The article below appeared in the November issue of Meadowlands USA newsletter.

As the average life expectancy in the United States seems to increase with each passing year, having a secure retirement plan is more important than ever. Retirement planning encompasses much more than simply saving enough money to live on after you stop working—it is an ongoing and dynamic process.

While it is tempting to put it off, the best time to start planning for retirement is well in advance of when you are actually ready to retire.
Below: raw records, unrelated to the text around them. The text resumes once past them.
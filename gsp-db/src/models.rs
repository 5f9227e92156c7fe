//! Labeled-array model persisted to and loaded from dataset files.
//!
//! All structs derive `Serialize` so the CLI can print them as JSON.

use gsp_core::site::SiteCoordinates;
use serde::Serialize;
use std::collections::BTreeMap;

/// Name of the data variable in every GSP dataset.
pub const POWER_VARIABLE: &str = "power";

/// Name of the site dimension in multi-site datasets.
pub const SITE_DIMENSION: &str = "gsp_id";

/// One named axis and its labels.
#[derive(Debug, Clone, Serialize, PartialEq)]
pub struct Dimension {
    pub name: String,
    pub labels: Vec<String>,
}

impl Dimension {
    pub fn new(name: impl Into<String>, labels: Vec<String>) -> Self {
        Dimension {
            name: name.into(),
            labels,
        }
    }

    pub fn size(&self) -> usize {
        self.labels.len()
    }
}

/// An n-dimensional array of nullable values with labeled axes.
///
/// `values` is flattened row-major over `dims`, so for a (time, gsp_id)
/// array the value at `(t, s)` lives at `t * sites + s`.
#[derive(Debug, Clone, Serialize, PartialEq)]
pub struct LabeledArray {
    pub name: String,
    pub dims: Vec<Dimension>,
    pub values: Vec<Option<f64>>,
    pub attrs: BTreeMap<String, String>,
    pub site_coordinates: BTreeMap<String, SiteCoordinates>,
}

impl LabeledArray {
    pub fn shape(&self) -> Vec<usize> {
        self.dims.iter().map(Dimension::size).collect()
    }

    pub fn dim(&self, name: &str) -> Option<&Dimension> {
        self.dims.iter().find(|d| d.name == name)
    }

    pub fn attr(&self, key: &str) -> Option<&str> {
        self.attrs.get(key).map(String::as_str)
    }

    /// Value at one position per dimension, or `None` when out of range or missing.
    pub fn get(&self, index: &[usize]) -> Option<f64> {
        if index.len() != self.dims.len() {
            return None;
        }
        let mut flat = 0;
        for (i, dim) in index.iter().zip(&self.dims) {
            if *i >= dim.size() {
                return None;
            }
            flat = flat * dim.size() + i;
        }
        self.values.get(flat).copied().flatten()
    }

    pub fn summary(&self) -> ArraySummary {
        ArraySummary {
            variable: self.name.clone(),
            dims: self
                .dims
                .iter()
                .map(|d| DimensionSummary {
                    name: d.name.clone(),
                    size: d.size(),
                    first: d.labels.first().cloned(),
                    last: d.labels.last().cloned(),
                })
                .collect(),
            attrs: self.attrs.clone(),
            present_values: self.values.iter().filter(|v| v.is_some()).count(),
            missing_values: self.values.iter().filter(|v| v.is_none()).count(),
            sites_with_coordinates: self.site_coordinates.len(),
        }
    }
}

/// Shape and metadata of an array, without its values.
#[derive(Debug, Clone, Serialize, PartialEq)]
pub struct ArraySummary {
    pub variable: String,
    pub dims: Vec<DimensionSummary>,
    pub attrs: BTreeMap<String, String>,
    pub present_values: usize,
    pub missing_values: usize,
    pub sites_with_coordinates: usize,
}

#[derive(Debug, Clone, Serialize, PartialEq)]
pub struct DimensionSummary {
    pub name: String,
    pub size: usize,
    pub first: Option<String>,
    pub last: Option<String>,
}

/// What `persist` did with the destination.
#[derive(Debug, Clone, Copy, Serialize, PartialEq, Eq)]
pub enum PersistOutcome {
    /// The destination did not exist and now holds the dataset.
    Written,
    /// The destination already existed and was left untouched.
    Skipped,
}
Consider the following suggestions as you start down the long, winding road that is your retirement:

  1. Get organized. Organizing and understanding your finances is a great starting point. Create a balance sheet that contains your financial information, including asset type and value, and how owned. Consider how the assets will be distributed upon your death. Consolidate your account log-in information and corresponding passwords—and ensure that your advisors and trusted family members/friends can access the information in the event of your incapacity or death.
  1. Build your team. Pick professional advisors that you trust to work with you towards your goals. Make sure your team works together. By gathering a well-rounded team, including an attorney specializing in estate planning, a financial planner, an accountant and an insurance adviser, you will have put in place a system with built-in checks and balances.
  1. Create a budget and savings plan. Carefully monitor your spending patterns and expenses to determine how much you will need to live during your retirement years. This will enable you to work with your advisors to create realistic current and projected budgets, and tailor your savings approach. Review spending and expenses (at least annually) to reflect any significant changes.
  1. Consider retirement goals. Think about your life after retirement. Consider where you might live, your desired retirement lifestyle, any ongoing obligations, as well as expected and unexpected health care expenses. Consider the impact of these factors on your finances in retirement.
  1. Review your estate planning documents. Review your existing estate planning documents to make sure they still make sense. Have the documents reviewed by a trust and estates attorney to ensure that they reflect current law. If you do not have documents in place (including a will, durable power of attorney, and health care proxy/living will) consult with an attorney qualified to assist you with preparing and implementing these documents.
  1. Review your beneficiary forms. Even if you have estate planning documents in place, be mindful that certain assets pass outside of a will. For example, life insurance, IRAs and retirement plans generally pass to the designated beneficiaries. If your beneficiary designation forms are not coordinated with your estate planning goals, your objectives may not be realized. Be aware that failure to designate individual beneficiaries may also have adverse income tax consequences.
  1. Consider estate tax implications on your estate. It is also important to discuss with your attorney whether your estate will be subject to estate tax. While the federal exemption has increased dramatically over the years ($5,450,000 in 2016, indexed for inflation), some states continue to have much lower exemptions ($675,000 in New Jersey). If your estate will be subject to estate and/or inheritance tax, consider how it will be paid and/or whether you can minimize those taxes.
  1. Consider long term care implications on your estate. Consider how you will fund your long term care, if necessary. Are your assets sufficient to self-fund such care? Alternatively, evaluate whether long term care insurance is a viable option or if qualifying for government benefits might be necessary. Consult an attorney versed in elder law to better understand the options available to you.
  1. Talk about it. Most people do not want to think about what will happen when they die or become incapacitated, let alone talk about it! However, having a discussion with the important people in your life when you still can, before you are in a crisis situation, beats the alternative. Ensure that everyone understands your wishes as related to health care decisions, why you made certain provisions in your estate planning documents and how you wish your affairs to be handled if you are unable to handle them yourself.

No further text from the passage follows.